Target CEO Gregg Steinhafel announced the departure in a statement, explaining Jacob (pictured) will leave the company immediately and Target is searching for an interim CIO to fill her position.
"To ensure that Target is well positioned following the data breach we suffered last year, we are undertaking an overhaul of our information security and compliance structure and practices at Target," he said.
"As a first step in this effort, Target will be conducting an external search for an interim CIO who can help guide Target through this transformation."
The Target breach is believed to have occurred between 27 November and 15 December, and saw hackers break into Target's systems and steal customers' credit and debit card numbers, card expiration dates and debit card PIN numbers.
The hackers also stole as many as 70 million customers' names, phone numbers and email and mailing addresses.

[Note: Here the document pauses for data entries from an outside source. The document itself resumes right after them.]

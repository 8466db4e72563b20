//! # devtools-remote-core
//!
//! Session brokering for the DevTools remote relay.
//!
//! - Branded ids for sessions, targets, connections and bindings
//! - Target descriptors in the `/json` listing shape
//! - Data-channel address building and parsing
//! - [`SessionRegistry`]: sharded store of live sessions
//! - [`Relay`]: verbatim frame forwarding between bound channel pairs
//!
//! Transports plug in through the [`FrameSink`] capability; this crate has
//! no I/O of its own.

#![deny(unsafe_code)]

pub mod address;
pub mod channel;
pub mod errors;
pub mod ids;
pub mod protocol;
pub mod registry;
pub mod relay;
pub mod target;

pub use address::{Addressing, data_channel_path, parse_data_channel_path};
pub use channel::{CloseReason, FrameSink};
pub use errors::{ProtocolError, RegistryError};
pub use ids::{BindingId, ConnectionId, SessionId, TargetId};
pub use protocol::ControlMessage;
pub use registry::{BindOutcome, EndedSession, RegistryStats, SessionRegistry};
pub use relay::{Attachment, Delivery, Relay};
pub use target::{Announcement, Target};
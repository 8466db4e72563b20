//! Settings types.
//!
//! Every struct uses `#[serde(default)]` so a settings file only needs the
//! keys it overrides.

use serde::{Deserialize, Serialize};

use crate::errors::{Result, SettingsError};

/// Root settings for the relay.
#[derive(Clone, Debug, Default, PartialEq, Eq, Serialize, Deserialize)]
#[serde(rename_all = "camelCase", default)]
pub struct RelaySettings {
    /// Listener and connection settings.
    pub server: ServerSettings,
    /// Session analytics.
    pub analytics: AnalyticsSettings,
    /// Log output.
    pub logging: LoggingSettings,
    /// Prometheus metrics.
    pub metrics: MetricsSettings,
}

impl RelaySettings {
    /// Reject values the server cannot run with.
    pub fn validate(&self) -> Result<()> {
        let server = &self.server;
        if server.send_queue_capacity == 0 {
            return Err(SettingsError::invalid(
                "server.sendQueueCapacity",
                "must be at least 1",
            ));
        }
        if server.ping_interval_secs == 0 {
            return Err(SettingsError::invalid(
                "server.pingIntervalSecs",
                "must be at least 1",
            ));
        }
        if server.pong_timeout_secs <= server.ping_interval_secs {
            return Err(SettingsError::invalid(
                "server.pongTimeoutSecs",
                format!(
                    "{} must exceed server.pingIntervalSecs ({})",
                    server.pong_timeout_secs, server.ping_interval_secs
                ),
            ));
        }
        if server.max_message_size < 1024 {
            return Err(SettingsError::invalid(
                "server.maxMessageSize",
                "must be at least 1024 bytes",
            ));
        }
        Ok(())
    }
}

/// HTTP/WebSocket listener settings.
#[derive(Clone, Debug, PartialEq, Eq, Serialize, Deserialize)]
#[serde(rename_all = "camelCase", default)]
pub struct ServerSettings {
    /// Bind address.
    pub host: String,
    /// Listen port (`0` picks an ephemeral port).
    pub port: u16,
    /// Externally visible `host[:port]` used in target URLs.
    /// Defaults to `localhost:{port}` when unset.
    #[serde(skip_serializing_if = "Option::is_none")]
    pub public_host: Option<String>,
    /// Directory served as static files.
    pub static_dir: String,
    /// Largest accepted WebSocket message, in bytes.
    pub max_message_size: usize,
    /// Outbound frames buffered per connection before new ones are dropped.
    pub send_queue_capacity: usize,
    /// Seconds between keepalive pings.
    pub ping_interval_secs: u64,
    /// Seconds without a pong before a connection is closed.
    pub pong_timeout_secs: u64,
}

impl Default for ServerSettings {
    fn default() -> Self {
        Self {
            host: "0.0.0.0".to_string(),
            port: 8000,
            public_host: None,
            static_dir: "web".to_string(),
            max_message_size: 16 * 1024 * 1024,
            send_queue_capacity: 1024,
            ping_interval_secs: 25,
            pong_timeout_secs: 60,
        }
    }
}

/// Analytics sink settings.
#[derive(Clone, Debug, PartialEq, Eq, Serialize, Deserialize)]
#[serde(rename_all = "camelCase", default)]
pub struct AnalyticsSettings {
    /// Mixpanel project token. Events are only logged when unset.
    #[serde(skip_serializing_if = "Option::is_none")]
    pub mixpanel_token: Option<String>,
    /// Mixpanel ingestion endpoint.
    pub endpoint: String,
    /// Log events locally when no token is configured.
    pub log_events: bool,
}

impl Default for AnalyticsSettings {
    fn default() -> Self {
        Self {
            mixpanel_token: None,
            endpoint: "https://api.mixpanel.com/track".to_string(),
            log_events: true,
        }
    }
}

/// Log output settings.
#[derive(Clone, Debug, PartialEq, Eq, Serialize, Deserialize)]
#[serde(rename_all = "camelCase", default)]
pub struct LoggingSettings {
    /// Default filter directive when `RUST_LOG` is unset.
    pub level: String,
    /// Emit JSON lines instead of human-readable output.
    pub json: bool,
}

impl Default for LoggingSettings {
    fn default() -> Self {
        Self {
            level: "info".to_string(),
            json: false,
        }
    }
}

/// Metrics settings.
#[derive(Clone, Debug, PartialEq, Eq, Serialize, Deserialize)]
#[serde(rename_all = "camelCase", default)]
pub struct MetricsSettings {
    /// Install the Prometheus recorder and serve `/metrics`.
    pub enabled: bool,
}

impl Default for MetricsSettings {
    fn default() -> Self {
        Self { enabled: true }
    }
}
//! Graceful shutdown coordination via `CancellationToken`.
//!
//! Upgraded WebSocket connections outlive the HTTP listener, so every
//! connection loop holds a [`ConnectionGuard`] and [`ShutdownCoordinator::drain`]
//! waits for the guards to drop.

use std::sync::Arc;
use std::sync::atomic::{AtomicUsize, Ordering};
use std::time::Duration;

use tokio::sync::Notify;
use tokio_util::sync::CancellationToken;
use tracing::{info, warn};

/// Default timeout for draining connections.
const DEFAULT_SHUTDOWN_TIMEOUT: Duration = Duration::from_secs(10);

/// Coordinates graceful shutdown across the listener and all connections.
pub struct ShutdownCoordinator {
    token: CancellationToken,
    active: AtomicUsize,
    idle: Notify,
}

impl ShutdownCoordinator {
    /// Create a new shutdown coordinator.
    pub fn new() -> Self {
        Self {
            token: CancellationToken::new(),
            active: AtomicUsize::new(0),
            idle: Notify::new(),
        }
    }

    /// Get a clone of the cancellation token.
    pub fn token(&self) -> CancellationToken {
        self.token.clone()
    }

    /// Initiate shutdown.
    pub fn shutdown(&self) {
        self.token.cancel();
    }

    /// Whether a shutdown has been initiated.
    pub fn is_shutting_down(&self) -> bool {
        self.token.is_cancelled()
    }

    /// Register a live connection until the guard drops.
    pub fn connection_guard(self: &Arc<Self>) -> ConnectionGuard {
        let _ = self.active.fetch_add(1, Ordering::SeqCst);
        ConnectionGuard {
            coordinator: Arc::clone(self),
        }
    }

    /// Number of live connections.
    pub fn active_connections(&self) -> usize {
        self.active.load(Ordering::SeqCst)
    }

    /// Cancel the token and wait up to `timeout` for every connection to
    /// finish. Returns `false` if connections were still open at the deadline.
    pub async fn drain(&self, timeout: Option<Duration>) -> bool {
        let timeout = timeout.unwrap_or(DEFAULT_SHUTDOWN_TIMEOUT);
        self.shutdown();
        info!(
            connections = self.active_connections(),
            timeout_secs = timeout.as_secs(),
            "waiting for connections to close"
        );

        let wait_idle = async {
            loop {
                let notified = self.idle.notified();
                tokio::pin!(notified);
                notified.as_mut().enable();
                if self.active_connections() == 0 {
                    return;
                }
                notified.await;
            }
        };

        if tokio::time::timeout(timeout, wait_idle).await.is_err() {
            warn!(
                connections = self.active_connections(),
                "shutdown timed out after {timeout:?}, connections still open"
            );
            return false;
        }
        true
    }
}

impl Default for ShutdownCoordinator {
    fn default() -> Self {
        Self::new()
    }
}

/// Keeps a connection counted as live.
pub struct ConnectionGuard {
    coordinator: Arc<ShutdownCoordinator>,
}

impl Drop for ConnectionGuard {
    fn drop(&mut self) {
        if self.coordinator.active.fetch_sub(1, Ordering::SeqCst) == 1 {
            self.coordinator.idle.notify_waiters();
        }
    }
}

Since the breach researchers at security firm FireEye discovered the stolen Target customer details being sold on a number of underground Russian forums.
The breach was credited as one of the biggest in 2013 and Target is still actively investigating the extent of the damage. The breach led Target to pledge to completely re-think its security strategy and systems. The new CIO will reportedly work with advisors from Promontory Financial Group in this endeavour.
Jacob had worked as Target's CIO since 2008, managing teams in the US and India.
Jacob's exit proves the dangers of being a CIO in today's volatile security landscape. Security vendors have warned for years that developments in cyber criminal techniques mean no companies' systems are unhackable, putting most CIOs in a tricky situation.
The vendors have called for businesses to drop traditional perimeter-based security models to deal with the problem.
FireEye's European director of systems engineering Yogi Chandiramani highlighted the Target breach as proof that perimeter-based defences are no longer effective, during an interview with V3 in January.
Chandiramani said to deal with the advanced threats, businesses must adopt intelligence-based security models that focus on detecting and combating threats within the network as well as outside of it.